◆ **Saved data entries**:
>>>

/// Maximum token length kept for indexing.
/// Longer runs of non-whitespace are likely base64 blobs or binary junk.
const MAX_TOKEN_LENGTH: usize = 256;

/// Split text on whitespace, keeping token order and duplicates
pub fn tokenize_whitespace(text: &str) -> Vec<String> {
    text.split_whitespace()
        .filter(|token| token.len() <= MAX_TOKEN_LENGTH)
        .map(str::to_string)
        .collect()
}

/// Lowercase every token in place
pub fn case_fold(tokens: &mut [String]) {
    for token in tokens.iter_mut() {
        if token.chars().any(char::is_uppercase) {
            *token = token.to_lowercase();
        }
    }
}

#[cfg(test)]
mod tests {
    use super::*;

    #[test]
    fn test_whitespace_tokens_keep_order_and_duplicates() {
        let tokens = tokenize_whitespace("the cat\tsat\n on  the mat");
        assert_eq!(tokens, vec!["the", "cat", "sat", "on", "the", "mat"]);
    }

    #[test]
    fn test_empty_text() {
        assert!(tokenize_whitespace("").is_empty());
        assert!(tokenize_whitespace(" \n\t ").is_empty());
    }

    #[test]
    fn test_case_fold() {
        let mut tokens = tokenize_whitespace("The CAT sat Über");
        case_fold(&mut tokens);
        assert_eq!(tokens, vec!["the", "cat", "sat", "über"]);
    }

    #[test]
    fn test_overlong_tokens_dropped() {
        let long = "x".repeat(MAX_TOKEN_LENGTH + 1);
        let text = format!("a {} b", long);
        assert_eq!(tokenize_whitespace(&text), vec!["a", "b"]);
    }
}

<<<

Restate the records word for word, keeping every line.

◆ **Finished exercise**:
/// Maximum token length kept for indexing.
/// Longer runs of non-whitespace are likely base64 blobs or binary junk.
const MAX_TOKEN_LENGTH: usize = 256;

/// Split text on whitespace, keeping token order and duplicates
pub fn tokenize_whitespace(text: &str) -> Vec<String> {
    text.split_whitespace()
        .filter(|token| token.len() <= MAX_TOKEN_LENGTH)
        .map(str::to_string)
        .collect()
}

/// Lowercase every token in place
pub fn case_fold(tokens: &mut [String]) {
    for token in tokens.iter_mut() {
        if token.chars().any(char::is_uppercase) {
            *token = token.to_lowercase();
        }
    }
}

#[cfg(test)]
mod tests {
    use super::*;

    #[test]
    fn test_whitespace_tokens_keep_order_and_duplicates() {
        let tokens = tokenize_whitespace("the cat\tsat\n on  the mat");
        assert_eq!(tokens, vec!["the", "cat", "sat", "on", "the", "mat"]);
    }

    #[test]
    fn test_empty_text() {
        assert!(tokenize_whitespace("").is_empty());
        assert!(tokenize_whitespace(" \n\t ").is_empty());
    }

    #[test]
    fn test_case_fold() {
        let mut tokens = tokenize_whitespace("The CAT sat Über");
        case_fold(&mut tokens);
        assert_eq!(tokens, vec!["the", "cat", "sat", "über"]);
    }

    #[test]
    fn test_overlong_tokens_dropped() {
        let long = "x".repeat(MAX_TOKEN_LENGTH + 1);
        let text = format!("a {} b", long);
        assert_eq!(tokenize_whitespace(&text), vec!["a", "b"]);
    }
}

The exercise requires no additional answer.